The 5′ end near the promotor of the gene is known to generally carry more cis‐acting regulatory elements than the 3′ end and thus, they speculate that these variants tend to disrupt the promotor. Additionally, they speculate that those toward the 3′ end may compromise ABCA7 activity, resulting in accumulation of ABCA7 substrate and, through a feedback loop, an up‐regulation of ABCA7 transcription. ⁹⁸ Those mechanisms would partially explain the observed differential expression patterns.

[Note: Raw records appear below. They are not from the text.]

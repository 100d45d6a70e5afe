//! `ShopNode`: one value owning the provisioner, the supervised daemon, and
//! the gateway pool. Collaborators receive it explicitly.

use std::path::{Path, PathBuf};

use serde::Serialize;
use shopnode_core::{Cid, DaemonStatus, InstallMode, NodeConfig, Publication};
use shopnode_daemon::paths::{resolve_data_path, stderr_log_path, stdout_log_path};
use shopnode_daemon::{HttpCoreApi, Located, Provisioner, StartPolicy, Supervisor};
use shopnode_gateway::{GatewayEntry, GatewayPool, LocalNode, NoLocalNode};

use crate::error::PublishError;
use crate::pipeline::{self, Published};

/// Point-in-time view of the node for status displays.
#[derive(Debug, Clone, PartialEq, Eq, Serialize)]
pub struct NodeStatus {
    pub status: DaemonStatus,
    /// Fresh liveness probe result.
    pub running: bool,
    /// The daemon is a child of this process.
    pub owned: bool,
    pub mode: InstallMode,
    pub binary: PathBuf,
    pub installed: bool,
    pub version: Option<String>,
    pub data_path: PathBuf,
    pub api_addr: String,
    pub peer_id: Option<String>,
}

#[derive(Debug)]
pub struct ShopNode {
    home: PathBuf,
    provisioner: Provisioner,
    located: Located,
    custom_binary: bool,
    custom_gateways: Vec<String>,
    supervisor: Supervisor,
    pool: GatewayPool,
}

impl ShopNode {
    /// Node rooted at `home`, searching `PATH` for a system binary.
    pub fn new(home: impl Into<PathBuf>, config: &NodeConfig) -> Result<Self, PublishError> {
        let home = home.into();
        let provisioner = Provisioner::new(&home);
        Self::with_provisioner(home, config, provisioner)
    }

    pub fn with_provisioner(
        home: impl Into<PathBuf>,
        config: &NodeConfig,
        provisioner: Provisioner,
    ) -> Result<Self, PublishError> {
        let home = home.into();
        let provisioner =
            provisioner.with_custom_binary(config.custom_binary().map(Path::to_path_buf));
        let located = provisioner.locate();
        let data_path = config
            .custom_data()
            .map(Path::to_path_buf)
            .unwrap_or_else(|| resolve_data_path(&home));
        tracing::debug!(
            binary = %located.path.display(),
            mode = %located.mode,
            data = %data_path.display(),
            "node configured",
        );

        let supervisor = Supervisor::new(&located.path, data_path, config.api_addr())
            .with_log_files(stdout_log_path(&home), stderr_log_path(&home));

        let node = Self {
            home,
            provisioner,
            located,
            custom_binary: config.custom_binary().is_some(),
            custom_gateways: config.gateways.clone(),
            supervisor,
            pool: GatewayPool::new(),
        };
        node.apply_custom_gateways()?;
        Ok(node)
    }

    /// Swap in another pool; configured custom gateways are re-applied.
    pub fn with_pool(mut self, pool: GatewayPool) -> Result<Self, PublishError> {
        self.pool = pool;
        self.apply_custom_gateways()?;
        Ok(self)
    }

    pub fn with_start_policy(mut self, policy: StartPolicy) -> Self {
        self.supervisor = self.supervisor.with_policy(policy);
        self
    }

    fn apply_custom_gateways(&self) -> Result<(), PublishError> {
        for url in &self.custom_gateways {
            self.pool.add_custom_gateway(url)?;
        }
        Ok(())
    }

    pub fn home(&self) -> &Path {
        &self.home
    }

    pub fn located(&self) -> &Located {
        &self.located
    }

    pub fn supervisor(&self) -> &Supervisor {
        &self.supervisor
    }

    /// Hand the supervisor to a long-running owner (the foreground runtime).
    pub fn into_supervisor(self) -> Supervisor {
        self.supervisor
    }

    // -----------------------------------------------------------------------
    // Lifecycle
    // -----------------------------------------------------------------------

    /// Download the pinned release if the bundled binary is missing.
    ///
    /// System and custom binaries are never downloaded.
    pub fn install(&mut self) -> Result<&Located, PublishError> {
        if self.located.mode == InstallMode::Bundled && !self.custom_binary {
            self.provisioner.ensure_installed(&self.located.path)?;
            if self.located.version.is_none() {
                self.located = self.provisioner.locate();
            }
        }
        Ok(&self.located)
    }

    /// Attach to a running daemon, or install and start one.
    pub fn ensure_started(&mut self) -> Result<(), PublishError> {
        if self.supervisor.is_running() {
            return Ok(());
        }
        if self.supervisor.status() == DaemonStatus::Running {
            tracing::warn!("daemon stopped answering; restarting");
            self.supervisor.stop()?;
        }
        if self.supervisor.attach().is_ok() {
            return Ok(());
        }
        self.install()?;
        self.supervisor.start()?;
        Ok(())
    }

    /// Adopt an already running daemon, if there is one. Never spawns.
    pub fn attach(&mut self) -> bool {
        self.supervisor.attach().is_ok()
    }

    pub fn stop(&mut self) -> Result<(), PublishError> {
        self.supervisor.stop()?;
        Ok(())
    }

    pub fn status(&self) -> NodeStatus {
        let running = self.supervisor.is_running();
        NodeStatus {
            status: self.supervisor.status(),
            running,
            owned: self.supervisor.owns_child(),
            mode: self.located.mode,
            binary: self.located.path.clone(),
            installed: self.located.path.is_file(),
            version: self.located.version.clone(),
            data_path: self.supervisor.data_path().to_path_buf(),
            api_addr: self.supervisor.api_addr().to_string(),
            peer_id: self
                .supervisor
                .handle()
                .filter(|_| running)
                .map(|h| h.identity().peer_id.clone()),
        }
    }

    // -----------------------------------------------------------------------
    // Publication
    // -----------------------------------------------------------------------

    /// Publish the shop whose storefront page is `html_path`.
    ///
    /// The local gateway is only offered when the daemon outlives this value.
    /// A daemon started here is stopped on drop, so a remote gateway is
    /// recorded instead.
    pub fn publish(&mut self, html_path: &Path, shop_path: &Path) -> Result<Published, PublishError> {
        pipeline::shop_dir_of(html_path)?;
        self.ensure_started()?;
        let client = self.supervisor.client()?;
        pipeline::publish(&client, &self.pool, self.gateway_node(), html_path, shop_path)
    }

    fn gateway_node(&self) -> &dyn LocalNode {
        if self.supervisor.owns_child() {
            tracing::debug!("daemon is owned by this process; skipping local gateway");
            &NoLocalNode
        } else {
            &self.supervisor
        }
    }

    pub fn unpublish(&mut self, cid: &Cid) -> Result<(), PublishError> {
        self.ensure_started()?;
        let client = self.supervisor.client()?;
        pipeline::unpublish(&client, cid)
    }

    pub fn inspect(&self, shop_dir: &Path) -> Result<Publication, PublishError> {
        crate::inspector::inspect(shop_dir)
    }

    // -----------------------------------------------------------------------
    // Gateways and core facade
    // -----------------------------------------------------------------------

    /// Returns `true` if the pool grew.
    pub fn add_custom_gateway(&self, url: &str) -> Result<bool, PublishError> {
        Ok(self.pool.add_custom_gateway(url)?)
    }

    /// Probe every gateway and return the pool.
    pub fn gateways(&self) -> Vec<GatewayEntry> {
        self.pool.refresh(&self.supervisor)
    }

    pub fn core_api(&mut self) -> Result<HttpCoreApi, PublishError> {
        self.ensure_started()?;
        Ok(HttpCoreApi::new(self.supervisor.client()?))
    }
}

To conclude, based on these findings, it is too early to say whether increased ABCA7 expression may cause AD, ABCA7 is upregulated as a consequence of the disease or a reduction is the culprit. The enrichment of PTC mutations in patients, as well as findings in different in vitro and in vivo studies detailed in the following section, do seem to suggest the latter two as the more probable mechanism.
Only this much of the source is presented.